Collected data entries:
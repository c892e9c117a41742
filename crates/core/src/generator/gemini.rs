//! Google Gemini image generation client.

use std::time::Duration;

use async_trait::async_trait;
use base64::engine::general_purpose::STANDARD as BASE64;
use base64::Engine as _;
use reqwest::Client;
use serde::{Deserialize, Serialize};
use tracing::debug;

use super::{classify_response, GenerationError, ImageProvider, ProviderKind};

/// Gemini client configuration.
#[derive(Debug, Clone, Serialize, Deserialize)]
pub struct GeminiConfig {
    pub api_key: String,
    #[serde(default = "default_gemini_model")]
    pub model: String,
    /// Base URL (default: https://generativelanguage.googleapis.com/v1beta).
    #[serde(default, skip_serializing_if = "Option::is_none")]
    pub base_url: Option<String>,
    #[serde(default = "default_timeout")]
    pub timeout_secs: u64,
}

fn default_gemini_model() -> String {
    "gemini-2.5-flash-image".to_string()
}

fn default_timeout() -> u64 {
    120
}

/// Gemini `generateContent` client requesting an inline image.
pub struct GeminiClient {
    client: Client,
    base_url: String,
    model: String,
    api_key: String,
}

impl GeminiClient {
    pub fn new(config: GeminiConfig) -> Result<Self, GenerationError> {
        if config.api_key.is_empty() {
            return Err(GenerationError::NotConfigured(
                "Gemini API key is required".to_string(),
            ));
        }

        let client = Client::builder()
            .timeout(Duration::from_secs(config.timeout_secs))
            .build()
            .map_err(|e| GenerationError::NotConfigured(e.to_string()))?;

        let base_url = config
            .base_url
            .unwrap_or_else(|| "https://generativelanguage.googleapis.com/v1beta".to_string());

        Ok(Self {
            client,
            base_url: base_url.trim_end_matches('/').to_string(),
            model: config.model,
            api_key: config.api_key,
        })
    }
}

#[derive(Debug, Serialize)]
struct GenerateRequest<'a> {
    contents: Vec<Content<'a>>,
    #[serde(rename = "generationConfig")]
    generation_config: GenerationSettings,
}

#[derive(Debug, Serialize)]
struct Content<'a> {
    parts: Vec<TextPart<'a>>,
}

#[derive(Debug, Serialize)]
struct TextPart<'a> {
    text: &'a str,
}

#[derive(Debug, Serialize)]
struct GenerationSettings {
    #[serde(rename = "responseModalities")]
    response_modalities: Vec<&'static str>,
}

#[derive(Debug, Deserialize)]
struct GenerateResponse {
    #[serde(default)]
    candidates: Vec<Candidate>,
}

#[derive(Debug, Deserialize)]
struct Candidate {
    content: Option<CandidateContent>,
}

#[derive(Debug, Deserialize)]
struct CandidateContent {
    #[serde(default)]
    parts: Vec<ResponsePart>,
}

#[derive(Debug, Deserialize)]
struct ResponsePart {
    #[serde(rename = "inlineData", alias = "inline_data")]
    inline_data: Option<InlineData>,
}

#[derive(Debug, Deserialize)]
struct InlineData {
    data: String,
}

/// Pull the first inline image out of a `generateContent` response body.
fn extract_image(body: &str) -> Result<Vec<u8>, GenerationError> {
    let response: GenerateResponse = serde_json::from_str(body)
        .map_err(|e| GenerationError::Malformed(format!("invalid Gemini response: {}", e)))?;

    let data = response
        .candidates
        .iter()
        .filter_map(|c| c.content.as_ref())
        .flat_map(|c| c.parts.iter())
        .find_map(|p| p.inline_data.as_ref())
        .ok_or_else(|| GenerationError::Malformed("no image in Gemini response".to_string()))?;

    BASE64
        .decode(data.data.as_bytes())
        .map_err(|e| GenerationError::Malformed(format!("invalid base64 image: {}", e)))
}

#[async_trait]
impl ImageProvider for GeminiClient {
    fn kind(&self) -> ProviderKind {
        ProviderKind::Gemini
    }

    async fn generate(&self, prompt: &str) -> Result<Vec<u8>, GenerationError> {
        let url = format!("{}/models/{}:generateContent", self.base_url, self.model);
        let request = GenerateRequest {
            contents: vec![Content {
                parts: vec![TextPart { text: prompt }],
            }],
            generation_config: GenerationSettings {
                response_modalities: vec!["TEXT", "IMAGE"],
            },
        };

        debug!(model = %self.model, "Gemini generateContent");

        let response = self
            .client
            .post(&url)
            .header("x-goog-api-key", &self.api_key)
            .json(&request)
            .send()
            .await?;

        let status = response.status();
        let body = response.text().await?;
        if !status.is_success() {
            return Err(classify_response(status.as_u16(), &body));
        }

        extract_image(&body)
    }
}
--
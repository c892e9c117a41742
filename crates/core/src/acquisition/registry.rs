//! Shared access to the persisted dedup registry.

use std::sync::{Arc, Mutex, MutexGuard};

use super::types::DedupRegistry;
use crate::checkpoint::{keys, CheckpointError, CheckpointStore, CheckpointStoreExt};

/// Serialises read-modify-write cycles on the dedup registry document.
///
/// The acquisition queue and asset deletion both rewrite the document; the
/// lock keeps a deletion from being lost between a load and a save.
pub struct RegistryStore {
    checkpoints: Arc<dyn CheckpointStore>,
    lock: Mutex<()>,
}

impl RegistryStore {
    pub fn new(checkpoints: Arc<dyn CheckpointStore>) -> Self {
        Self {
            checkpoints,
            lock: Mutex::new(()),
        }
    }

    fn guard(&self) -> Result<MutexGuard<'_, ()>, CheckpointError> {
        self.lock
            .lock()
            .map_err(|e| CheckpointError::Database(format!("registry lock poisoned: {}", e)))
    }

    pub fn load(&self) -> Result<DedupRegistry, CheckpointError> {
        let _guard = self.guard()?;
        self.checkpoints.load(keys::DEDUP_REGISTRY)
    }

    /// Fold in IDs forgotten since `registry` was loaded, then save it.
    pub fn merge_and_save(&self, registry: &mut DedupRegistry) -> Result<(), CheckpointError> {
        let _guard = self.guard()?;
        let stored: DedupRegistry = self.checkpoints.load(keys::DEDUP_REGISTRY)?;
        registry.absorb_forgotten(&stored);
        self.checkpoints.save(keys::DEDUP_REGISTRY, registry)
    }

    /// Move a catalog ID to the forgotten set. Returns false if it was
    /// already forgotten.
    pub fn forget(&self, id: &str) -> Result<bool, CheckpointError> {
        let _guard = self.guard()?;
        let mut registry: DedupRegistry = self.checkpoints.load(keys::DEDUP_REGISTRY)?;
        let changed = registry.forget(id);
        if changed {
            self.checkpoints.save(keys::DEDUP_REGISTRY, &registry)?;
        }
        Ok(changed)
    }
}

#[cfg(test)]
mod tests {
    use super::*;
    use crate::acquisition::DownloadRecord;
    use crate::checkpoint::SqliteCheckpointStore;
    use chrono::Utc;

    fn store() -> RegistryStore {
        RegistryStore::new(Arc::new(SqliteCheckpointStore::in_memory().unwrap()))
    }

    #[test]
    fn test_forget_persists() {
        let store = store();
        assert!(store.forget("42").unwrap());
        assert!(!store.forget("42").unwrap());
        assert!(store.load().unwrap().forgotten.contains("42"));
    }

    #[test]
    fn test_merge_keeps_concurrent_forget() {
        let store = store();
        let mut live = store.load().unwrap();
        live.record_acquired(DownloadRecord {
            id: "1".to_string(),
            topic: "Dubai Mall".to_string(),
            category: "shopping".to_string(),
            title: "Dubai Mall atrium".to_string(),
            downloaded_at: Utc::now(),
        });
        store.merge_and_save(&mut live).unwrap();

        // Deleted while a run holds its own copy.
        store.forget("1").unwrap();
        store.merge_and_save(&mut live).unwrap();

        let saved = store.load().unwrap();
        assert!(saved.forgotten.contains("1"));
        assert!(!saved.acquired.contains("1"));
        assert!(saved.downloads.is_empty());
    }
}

▶ _REQUIRED WORK_
Look through the entries for the string "prompt". Every line that has it belongs in the answer.

▶ _SOLUTION TO THIS TASK_
    async fn generate(&self, prompt: &str) -> Result<Vec<u8>, GenerationError> {
                parts: vec![TextPart { text: prompt }],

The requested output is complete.